Activity:
A faithful copy of the whole listing is required.

|---|

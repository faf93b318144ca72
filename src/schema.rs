use rusqlite::Connection;
use rustc_hash::FxHashMap;
use smallvec::SmallVec;
use tracing::{debug, info, warn};

use crate::error::GeneratorError;

/// Demo tables every run makes sure exist before reading the catalog.
const DEMO_SCHEMA: &str = "
CREATE TABLE IF NOT EXISTS people (
    id integer PRIMARY KEY AUTOINCREMENT,
    first_name text NOT NULL,
    last_name text NOT NULL,
    is_child integer
);
CREATE TABLE IF NOT EXISTS items (
    id integer PRIMARY KEY AUTOINCREMENT,
    name text NOT NULL,
    owner integer,
    FOREIGN KEY(owner) REFERENCES people(id)
);
";

const SELECT_TABLES: &str = "
SELECT name
FROM sqlite_master
WHERE type = 'table' AND name NOT LIKE 'sqlite_%'
";

const SELECT_COLUMNS: &str = "
SELECT name, type, \"notnull\", pk
FROM pragma_table_info(?1)
ORDER BY cid
";

const SELECT_FOREIGN_KEYS: &str = "
SELECT \"table\", \"from\", \"to\"
FROM pragma_foreign_key_list(?1)
ORDER BY id, seq
";

#[derive(Copy, Clone, Debug, PartialEq, Eq)]
pub enum SqlType {
    Text,
    Integer,
    Float,
    Blob,
}

impl SqlType {
    /// Resolves a declared column type. Only the exact lowercase names are
    /// accepted.
    pub fn from_declared(declared: &str) -> Option<SqlType> {
        match declared {
            "text" => Some(SqlType::Text),
            "integer" => Some(SqlType::Integer),
            "float" => Some(SqlType::Float),
            "blob" => Some(SqlType::Blob),
            _ => None,
        }
    }
}

#[derive(Debug, Clone, PartialEq, Eq)]
pub struct ForeignKey {
    pub from: String,
    pub table: String,
    /// `None` when the constraint points at the parent's primary key implicitly.
    pub to: Option<String>,
}

#[derive(Debug, Clone, PartialEq, Eq)]
pub struct Column {
    pub name: String,
    pub sql_type: SqlType,
    pub not_null: bool,
    pub primary_key: bool,
    pub foreign_key: Option<ForeignKey>,
}

pub type ColumnList = SmallVec<[Column; 16]>;

#[derive(Debug, Clone, PartialEq, Eq)]
pub struct Table {
    pub name: String,
    pub columns: ColumnList,
}

/// Creates the demo tables if they are missing. Running it again is a no-op.
pub fn ensure_demo_schema(conn: &Connection) -> Result<(), GeneratorError> {
    conn.execute_batch(DEMO_SCHEMA)?;
    Ok(())
}

/// Reads every user table with its columns and foreign keys, in catalog order.
pub fn introspect(conn: &Connection) -> Result<Vec<Table>, GeneratorError> {
    let names = table_names(conn)?;
    info!(count = names.len(), "discovered tables");

    let mut tables = Vec::with_capacity(names.len());
    for name in names {
        let columns = read_columns(conn, &name)?;
        debug!(table = %name, columns = columns.len(), "read table");
        tables.push(Table { name, columns });
    }

    check_references(&tables);
    Ok(tables)
}

fn table_names(conn: &Connection) -> Result<Vec<String>, GeneratorError> {
    let mut stmt = conn.prepare(SELECT_TABLES)?;
    let names = stmt
        .query_map([], |row| row.get::<_, String>(0))?
        .collect::<Result<Vec<_>, _>>()?;
    Ok(names)
}

fn read_foreign_keys(
    conn: &Connection,
    table: &str,
) -> Result<FxHashMap<String, ForeignKey>, GeneratorError> {
    let mut stmt = conn.prepare(SELECT_FOREIGN_KEYS)?;
    let rows = stmt.query_map([table], |row| {
        Ok(ForeignKey {
            table: row.get(0)?,
            from: row.get(1)?,
            to: row.get(2)?,
        })
    })?;

    let mut by_column = FxHashMap::default();
    for fk in rows {
        let fk = fk?;
        // first constraint on a column wins
        by_column.entry(fk.from.clone()).or_insert(fk);
    }

    Ok(by_column)
}

fn read_columns(conn: &Connection, table: &str) -> Result<ColumnList, GeneratorError> {
    let mut foreign_keys = read_foreign_keys(conn, table)?;

    let mut stmt = conn.prepare(SELECT_COLUMNS)?;
    let rows = stmt.query_map([table], |row| {
        Ok((
            row.get::<_, String>(0)?,
            row.get::<_, Option<String>>(1)?.unwrap_or_default(),
            row.get::<_, bool>(2)?,
            row.get::<_, i64>(3)? > 0,
        ))
    })?;

    let mut columns = ColumnList::new();
    for row in rows {
        let (name, declared, not_null, primary_key) = row?;
        let sql_type =
            SqlType::from_declared(&declared).ok_or_else(|| GeneratorError::UnknownColumnType {
                table: table.to_string(),
                column: name.clone(),
                declared: declared.clone(),
            })?;
        let foreign_key = foreign_keys.remove(&name);

        debug!(
            table,
            column = %name,
            ?sql_type,
            not_null,
            primary_key,
            references = foreign_key.as_ref().map(|fk| fk.table.as_str()),
            "read column"
        );

        columns.push(Column {
            name,
            sql_type,
            not_null,
            primary_key,
            foreign_key,
        });
    }

    Ok(columns)
}

fn check_references(tables: &[Table]) {
    for table in tables {
        for column in &table.columns {
            let Some(fk) = &column.foreign_key else {
                continue;
            };

            if !tables.iter().any(|t| t.name == fk.table) {
                warn!(
                    table = %table.name,
                    column = %column.name,
                    references = %fk.table,
                    "foreign key references a table that does not exist"
                );
            }
        }
    }
}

|---|

Solution to the problem:
repository faf93b318144ca72
filename src/schema.rs
use rusqlite::Connection;
use rustc_hash::FxHashMap;
use smallvec::SmallVec;
use tracing::{debug, info, warn};

use crate::error::GeneratorError;

/// Demo tables every run makes sure exist before reading the catalog.
const DEMO_SCHEMA: &str = "
CREATE TABLE IF NOT EXISTS people (
    id integer PRIMARY KEY AUTOINCREMENT,
    first_name text NOT NULL,
    last_name text NOT NULL,
    is_child integer
);
CREATE TABLE IF NOT EXISTS items (
    id integer PRIMARY KEY AUTOINCREMENT,
    name text NOT NULL,
    owner integer,
    FOREIGN KEY(owner) REFERENCES people(id)
);
";

const SELECT_TABLES: &str = "
SELECT name
FROM sqlite_master
WHERE type = 'table' AND name NOT LIKE 'sqlite_%'
";

const SELECT_COLUMNS: &str = "
SELECT name, type, \"notnull\", pk
FROM pragma_table_info(?1)
ORDER BY cid
";

const SELECT_FOREIGN_KEYS: &str = "
SELECT \"table\", \"from\", \"to\"
FROM pragma_foreign_key_list(?1)
ORDER BY id, seq
";

#[derive(Copy, Clone, Debug, PartialEq, Eq)]
pub enum SqlType {
    Text,
    Integer,
    Float,
    Blob,
}

impl SqlType {
    /// Resolves a declared column type. Only the exact lowercase names are
    /// accepted.
    pub fn from_declared(declared: &str) -> Option<SqlType> {
        match declared {
            "text" => Some(SqlType::Text),
            "integer" => Some(SqlType::Integer),
            "float" => Some(SqlType::Float),
            "blob" => Some(SqlType::Blob),
            _ => None,
        }
    }
}

#[derive(Debug, Clone, PartialEq, Eq)]
pub struct ForeignKey {
    pub from: String,
    pub table: String,
    /// `None` when the constraint points at the parent's primary key implicitly.
    pub to: Option<String>,
}

#[derive(Debug, Clone, PartialEq, Eq)]
pub struct Column {
    pub name: String,
    pub sql_type: SqlType,
    pub not_null: bool,
    pub primary_key: bool,
    pub foreign_key: Option<ForeignKey>,
}

pub type ColumnList = SmallVec<[Column; 16]>;

#[derive(Debug, Clone, PartialEq, Eq)]
pub struct Table {
    pub name: String,
    pub columns: ColumnList,
}

/// Creates the demo tables if they are missing. Running it again is a no-op.
pub fn ensure_demo_schema(conn: &Connection) -> Result<(), GeneratorError> {
    conn.execute_batch(DEMO_SCHEMA)?;
    Ok(())
}

/// Reads every user table with its columns and foreign keys, in catalog order.
pub fn introspect(conn: &Connection) -> Result<Vec<Table>, GeneratorError> {
    let names = table_names(conn)?;
    info!(count = names.len(), "discovered tables");

    let mut tables = Vec::with_capacity(names.len());
    for name in names {
        let columns = read_columns(conn, &name)?;
        debug!(table = %name, columns = columns.len(), "read table");
        tables.push(Table { name, columns });
    }

    check_references(&tables);
    Ok(tables)
}

fn table_names(conn: &Connection) -> Result<Vec<String>, GeneratorError> {
    let mut stmt = conn.prepare(SELECT_TABLES)?;
    let names = stmt
        .query_map([], |row| row.get::<_, String>(0))?
        .collect::<Result<Vec<_>, _>>()?;
    Ok(names)
}

fn read_foreign_keys(
    conn: &Connection,
    table: &str,
) -> Result<FxHashMap<String, ForeignKey>, GeneratorError> {
    let mut stmt = conn.prepare(SELECT_FOREIGN_KEYS)?;
    let rows = stmt.query_map([table], |row| {
        Ok(ForeignKey {
            table: row.get(0)?,
            from: row.get(1)?,
            to: row.get(2)?,
        })
    })?;

    let mut by_column = FxHashMap::default();
    for fk in rows {
        let fk = fk?;
        // first constraint on a column wins
        by_column.entry(fk.from.clone()).or_insert(fk);
    }

    Ok(by_column)
}

fn read_columns(conn: &Connection, table: &str) -> Result<ColumnList, GeneratorError> {
    let mut foreign_keys = read_foreign_keys(conn, table)?;

    let mut stmt = conn.prepare(SELECT_COLUMNS)?;
    let rows = stmt.query_map([table], |row| {
        Ok((
            row.get::<_, String>(0)?,
            row.get::<_, Option<String>>(1)?.unwrap_or_default(),
            row.get::<_, bool>(2)?,
            row.get::<_, i64>(3)? > 0,
        ))
    })?;

    let mut columns = ColumnList::new();
    for row in rows {
        let (name, declared, not_null, primary_key) = row?;
        let sql_type =
            SqlType::from_declared(&declared).ok_or_else(|| GeneratorError::UnknownColumnType {
                table: table.to_string(),
                column: name.clone(),
                declared: declared.clone(),
            })?;
        let foreign_key = foreign_keys.remove(&name);

        debug!(
            table,
            column = %name,
            ?sql_type,
            not_null,
            primary_key,
            references = foreign_key.as_ref().map(|fk| fk.table.as_str()),
            "read column"
        );

        columns.push(Column {
            name,
            sql_type,
            not_null,
            primary_key,
            foreign_key,
        });
    }

    Ok(columns)
}

fn check_references(tables: &[Table]) {
    for table in tables {
        for column in &table.columns {
            let Some(fk) = &column.foreign_key else {
                continue;
            };

            if !tables.iter().any(|t| t.name == fk.table) {
                warn!(
                    table = %table.name,
                    column = %column.name,
                    references = %fk.table,
                    "foreign key references a table that does not exist"
                );
            }
        }
    }
}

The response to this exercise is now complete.